Institución eclesial y Pueblo de Dios

Cuando decimos “institución religiosa”, nos referimos a la organización para la vivencia de la fe: la que se dan los jesuitas, las benedictinas o la organización eclesial de cualquier religión, que en el caso católico tiene su sede en Roma. Pero lo que sustenta y da vida a todas ellas es el Mensaje o misión y la vivencia. Y cuando ocurre lo contrario, y la institución es más importante que el Mensaje, tenemos un grave problema, como el que trata de superar el Papa Francisco a base de reformas de calado que pongan el Evangelio en el centro de la vida eclesial.

El capítulo segundo de la Lumen Gentium (Concilio Vaticano II), “El Pueblo de Dios”, llama así a la Iglesia como una manera de expresar que es una institución formada por hombres y mujeres concretos en medio de todas las dificultades de la vida que manifiestan la fe en sus vidas. Por primera vez, el título de "Pueblo de Dios” encabezaba el capítulo dedicado a los laicos desde una idea de unidad entre quienes forman parte de la Iglesia basada en la igualdad de todos por el Bautismo, que es previo a cualquier diferencia por razón de cargo o estado jerárquico.

De esta manera, se puso en valor lo que es común a todos los miembros de la Iglesia, atención, ¡con anterioridad a toda distinción de rango y jerarquía entre ellos y con la misma dignidad cristiana!, como lo señaló Yves Congar, el que fuera uno de los principales padres conciliares.

Desde estos postulados ha ido creando la conciencia de que la Iglesia no es solamente la institución, ni lo más importante. El término Ekklesia significa lo mismo que “Pueblo de Dios”, referido a la comunidad misionera del Señor.
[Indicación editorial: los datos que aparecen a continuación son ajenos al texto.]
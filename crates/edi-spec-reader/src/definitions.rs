//! Definition directories
//!
//! Reads the three directories every message builds on: data elements
//! (EDED), composite elements (EDCD) and segments (EDSD). Each directory is a
//! sequence of records separated by `-----` rules:
//!
//! ```text
//! ----------------------------------------------------------------------
//!
//!      1001  Document name code                                  [C]
//!
//!      Desc: Code specifying the document name.
//!
//!      Repr: an..3
//! ```
//!
//! Composites resolve their members against the data elements, and segments
//! resolve theirs against both, so the directories are read in that order.

use crate::shapes::{
    COMPOSITE_HEADER, COMPOSITE_MEMBER, COMPOSITE_MEMBER_TAIL, ELEMENT_HEADER, MemberLine,
    SEGMENT_HEADER, SEGMENT_MEMBER, SEGMENT_MEMBER_TAIL,
};
use crate::text::{LineCursor, decode, is_blank, is_record_separator};
use crate::{Error, ReferenceKind, Result};
use edi_grammar::{
    Component, ComponentDictionary, DataType, DictionaryBuilder, Field, FieldDictionary, Segment,
    SegmentGroup,
};
use tracing::{debug, info, trace, warn};

/// Tag of the root group holding every segment definition
pub const DEFINITION_MAP_TAG: &str = "DefinitionMap";

/// One record of a definition directory
struct Record<'a> {
    /// Line number of the header
    line: usize,
    header: &'a str,
    /// Lines between the header and the next separator
    body: Vec<&'a str>,
}

impl Record<'_> {
    fn line_of(&self, index: usize) -> usize {
        self.line + 1 + index
    }

    /// Text of a `Label: ...` block, continuation lines joined by spaces.
    /// Also returns the index of the first line after the block.
    fn block(&self, label: &str) -> Option<(String, usize)> {
        let start = self
            .body
            .iter()
            .position(|line| strip_change_bars(line).starts_with(label))?;

        let mut value = strip_change_bars(self.body[start])[label.len()..]
            .trim()
            .to_string();
        let mut end = start + 1;
        while end < self.body.len() && !is_blank(self.body[end]) {
            let continuation = strip_change_bars(self.body[end]);
            if !value.is_empty() {
                value.push(' ');
            }
            value.push_str(&continuation);
            end += 1;
        }
        Some((value, end))
    }
}

fn strip_change_bars(line: &str) -> String {
    line.replace('|', "").trim().to_string()
}

/// Records of a directory. The text before the first separator is preamble.
struct Records<'a> {
    cursor: LineCursor<'a>,
}

impl<'a> Records<'a> {
    fn new(text: &'a str) -> Self {
        Self {
            cursor: LineCursor::new(text),
        }
    }
}

impl<'a> Iterator for Records<'a> {
    type Item = Record<'a>;

    fn next(&mut self) -> Option<Record<'a>> {
        self.cursor.find(is_record_separator)?;
        let header = loop {
            let line = self.cursor.next_non_blank()?;
            if !is_record_separator(line) {
                break line;
            }
        };
        let line = self.cursor.line_number();

        let mut body = Vec::new();
        while let Some(next) = self.cursor.peek() {
            if is_record_separator(next) {
                break;
            }
            body.push(next);
            self.cursor.next_line();
        }
        Some(Record { line, header, body })
    }
}

/// Parse a representation such as `an..35` (up to 35) or `n3` (exactly 3)
fn parse_representation(repr: &str) -> Option<(DataType, usize, usize)> {
    let repr = repr.trim();
    let split = repr
        .find(|c: char| !c.is_ascii_alphabetic())
        .unwrap_or(repr.len());
    let (token, length) = repr.split_at(split);
    if token.is_empty() {
        return None;
    }
    let data_type = DataType::from_repr(token);

    match length.strip_prefix("..") {
        Some(max) => Some((data_type, 0, max.trim().parse().ok()?)),
        None => {
            let exact = length.trim().parse().ok()?;
            Some((data_type, exact, exact))
        }
    }
}

/// Read the data element directory (EDED)
pub fn read_components(text: &str) -> Result<ComponentDictionary> {
    let mut builder = DictionaryBuilder::new();

    for record in Records::new(text) {
        let header = ELEMENT_HEADER
            .first_match(record.header.trim_end())
            .ok_or_else(|| {
                Error::parse(
                    record.line,
                    format!(
                        "Unable to extract id and name for data element from line [{}]",
                        record.header
                    ),
                )
            })?;

        let documentation = record.block("Desc:").map(|(desc, _)| desc).unwrap_or_default();
        let (repr, end) = record.block("Repr:").ok_or_else(|| {
            Error::parse(
                record.line,
                format!("Data element {} has no representation", header.id),
            )
        })?;
        let (data_type, min_length, max_length) =
            parse_representation(&repr).ok_or_else(|| {
                Error::parse(
                    record.line_of(end - 1),
                    format!("Invalid representation '{}' for data element {}", repr, header.id),
                )
            })?;

        let mut component = Component::new(header.id.as_str(), header.name);
        component.documentation = documentation;
        component.data_type = data_type;
        component.min_length = min_length;
        component.max_length = max_length;

        trace!("Data element {} ({})", header.id, repr);
        builder.insert(header.id, component);
    }

    let components = builder.build();
    info!("Read {} data elements", components.len());
    Ok(components)
}

/// Read the composite element directory (EDCD)
pub fn read_fields(text: &str, components: &ComponentDictionary) -> Result<FieldDictionary> {
    let mut builder = DictionaryBuilder::new();

    for record in Records::new(text) {
        let header = COMPOSITE_HEADER
            .first_match(record.header.trim_end())
            .ok_or_else(|| {
                Error::parse(
                    record.line,
                    format!(
                        "Unable to extract id and name for composite element from line [{}]",
                        record.header
                    ),
                )
            })?;

        let (documentation, members_start) = record.block("Desc:").unwrap_or_default();

        let mut field = Field::new(header.id.as_str(), header.name);
        field.documentation = documentation;

        let body = &record.body;
        let mut index = members_start;
        while index < body.len() && is_blank(body[index]) {
            index += 1;
        }
        while index < body.len() && !is_blank(body[index]) {
            let line = body[index];
            index += 1;

            let (id, required) = match COMPOSITE_MEMBER.first_match(line) {
                Some(MemberLine::Whole { id, mandatory, .. }) => (id, mandatory),
                Some(MemberLine::Start { id, .. }) => {
                    match body.get(index).and_then(|next| COMPOSITE_MEMBER_TAIL.parse(next)) {
                        Some(tail) => {
                            index += 1;
                            (id, tail.mandatory)
                        }
                        None => {
                            warn!(
                                "No usage flag for member {} of composite {} (line {}), assuming conditional",
                                id,
                                header.id,
                                record.line_of(index - 1)
                            );
                            (id, false)
                        }
                    }
                }
                None => {
                    trace!("Skipping line in composite {}: {}", header.id, line);
                    continue;
                }
            };

            let component = components
                .get(&id)
                .ok_or_else(|| Error::unresolved(ReferenceKind::DataElement, id.as_str()))?;
            field.components.push(component.with_required(required));
        }

        debug!(
            "Composite {} with {} components",
            header.id,
            field.components.len()
        );
        builder.insert(header.id, field);
    }

    let fields = builder.build();
    info!("Read {} composite elements", fields.len());
    Ok(fields)
}

fn segment_field(
    id: &str,
    required: bool,
    fields: &FieldDictionary,
    components: &ComponentDictionary,
) -> Result<Field> {
    if id.starts_with('C') {
        fields
            .get(id)
            .map(|field| field.with_required(required))
            .ok_or_else(|| Error::unresolved(ReferenceKind::Composite, id))
    } else {
        components
            .get(id)
            .map(|component| Field::from_component(component, required))
            .ok_or_else(|| Error::unresolved(ReferenceKind::DataElement, id))
    }
}

/// Lines listing the components of a composite member, up to the next blank line
fn skip_composite_listing(body: &[&str], mut index: usize) -> usize {
    while index < body.len() {
        let line = body[index];
        index += 1;
        if is_blank(line) {
            break;
        }
    }
    index
}

/// Read the segment directory (EDSD). Segments are returned in document order.
pub fn read_segments(
    text: &str,
    fields: &FieldDictionary,
    components: &ComponentDictionary,
) -> Result<Vec<Segment>> {
    let mut segments = Vec::new();

    for record in Records::new(text) {
        let header = SEGMENT_HEADER
            .first_match(record.header.trim_end())
            .ok_or_else(|| {
                Error::parse(
                    record.line,
                    format!(
                        "Unable to extract segment code and name for segment from line [{}]",
                        record.header
                    ),
                )
            })?;

        let (documentation, members_start) = record.block("Function:").unwrap_or_default();

        let mut segment = Segment::new(header.id.as_str(), header.name);
        segment.documentation = documentation;

        let body = &record.body;
        let mut index = members_start;
        while index < body.len() {
            let line = body[index];
            index += 1;

            match SEGMENT_MEMBER.first_match(line) {
                Some(MemberLine::Whole { id, mandatory, .. }) => {
                    segment
                        .fields
                        .push(segment_field(&id, mandatory, fields, components)?);
                    if id.starts_with('C') {
                        index = skip_composite_listing(body, index);
                    }
                }
                Some(MemberLine::Start { id, .. }) => {
                    match body.get(index).and_then(|next| SEGMENT_MEMBER_TAIL.parse(next)) {
                        Some(tail) => {
                            index += 1;
                            segment
                                .fields
                                .push(segment_field(&id, tail.mandatory, fields, components)?);
                            if id.starts_with('C') {
                                index = skip_composite_listing(body, index);
                            }
                        }
                        None => warn!(
                            "No usage flag for element {} of segment {} (line {}), skipped",
                            id,
                            header.id,
                            record.line_of(index - 1)
                        ),
                    }
                }
                None => {}
            }
        }

        debug!("Segment {} with {} fields", header.id, segment.fields.len());
        segments.push(segment);
    }

    info!("Read {} segments", segments.len());
    Ok(segments)
}

/// The content of the three definition directories of one release
#[derive(Debug, Clone)]
pub struct Definitions {
    pub components: ComponentDictionary,
    pub fields: FieldDictionary,
    pub segments: Vec<Segment>,
}

impl Definitions {
    /// Read the data element, composite and segment directories, in that order
    pub fn read(data_elements: &str, composites: &str, segments: &str) -> Result<Self> {
        let components = read_components(data_elements)?;
        let fields = read_fields(composites, &components)?;
        let segments = read_segments(segments, &fields, &components)?;
        Ok(Self {
            components,
            fields,
            segments,
        })
    }

    /// Read the directories from their raw published bytes
    pub fn from_bytes(data_elements: &[u8], composites: &[u8], segments: &[u8]) -> Result<Self> {
        Self::read(
            &decode(data_elements),
            &decode(composites),
            &decode(segments),
        )
    }

    /// All segment definitions under a single `DefinitionMap` root.
    ///
    /// With `use_short_name` the segment tags are the segment codes.
    pub fn segment_group(&self, use_short_name: bool) -> SegmentGroup {
        let mut root = SegmentGroup::new(DEFINITION_MAP_TAG);
        for segment in &self.segments {
            let mut segment = segment.clone();
            if use_short_name {
                segment.xmltag = segment.segcode.clone();
            }
            root.push(segment);
        }
        root
    }
}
En los Hechos aparece claramente que la Iglesia de Cristo es el nuevo Pueblo de Dios (Hch 15,14), continuación del "Pueblo de Israel”, que actualiza la Alianza.

Por tanto, la comunidad cristiana primitiva tuvo conciencia de ser el Pueblo escatológico de Dios, más allá de sentirse como una  aglomeración de bautizados en una organización (necesaria), lo cual significa que la Iglesia, por definición es ‘comunidad', es decir, fraternidad, y que la jerarquía, a saber, no tendría sentido si no estuviera concebida como un servicio al Pueblo. Y aquí es donde comienza el problema, cuando la institución al servicio de la comunidad y la evangelización, se convierte en algo más importante que el Mensaje y que la vivencia de fe: en un poder que vive la religión como una ideología con formas religiosas y príncipes de la Iglesia en un Estado vaticano anacrónico y otras cosas. Ya ocurrió en tiempos de Jesús con el poder en torno al Templo. Y ahora lo está padeciendo Francisco.
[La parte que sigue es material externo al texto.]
//! Conversion of free-text names into structural tags

/// Encode a free-text name as a structural tag.
///
/// Runs of characters that are not letters or digits collapse into a single
/// `_`; leading and trailing separators are dropped, and a tag that would start
/// with a digit is prefixed with `_`. Encoding an already encoded tag is a no-op.
pub fn encode_tag(name: &str) -> String {
    let mut tag = String::with_capacity(name.len());
    let mut pending_separator = false;

    for c in name.trim().chars() {
        if c.is_alphanumeric() {
            if pending_separator && !tag.is_empty() {
                tag.push('_');
            }
            pending_separator = false;
            tag.push(c);
        } else {
            pending_separator = true;
        }
    }

    // An explicit leading underscore survives re-encoding
    if name.trim().starts_with('_') || tag.starts_with(|c: char| c.is_ascii_digit()) {
        tag.insert(0, '_');
    }

    if tag.is_empty() {
        tag.push('_');
    }

    tag
}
Recuerdo a Juan Pablo II afirmando tajante que la constitución jerárquica de la Iglesia “es voluntad de Cristo”. Lo cierto es que Jesús no dice absolutamente nada de la estructura jerárquica de la Iglesia. En todo caso se refirió a la comunidad fraterna, pero aquél Papa dio un golpe en la mesa sin ningún fundamento ante las críticas fundadas de autoritarismo dentro de la Iglesia.

Nada tengo contra la existencia de la institución eclesial como parte de la Iglesia toda para un funcionamiento eficiente y eficaz. Pero no es menos cierto que se ha convertido en el epicentro de todo al son del clericalismo rampante de clérigos… y de una porción importante del laicado. La necesidad es otra: los católicos debemos transformarnos para transformar nuestra Iglesia en una verdadera comunidad de vida a la escucha, sinodal, prestos para trabajar en serio por el Reino mano a mano, abriendo caminos y actitudes nuevas en la iglesia, como la renovación profunda del Derecho Canónico, nuestra actitud oracional o la autocrítica humilde, para que se abajen las resistencias multiseculares de la institución eclesial. Solo así lograremos transformar la realidad, comenzando por nuestro entorno más cercano.

Aquél grupito de iletrados con Jesús al frente sembraron la semilla del amor que da el sentido verdadero a la vida y a la historia. No será una institución eclesial encastillada la que propicie la conversión, sino la vivencia del agapé fraternal, convertida en camino sinodal apasionante en la Iglesia. Parapetarse en seguridades mundanas y en el inmovilismo, evidencia falta de confianza en el Mensaje y falta de fe en Cristo.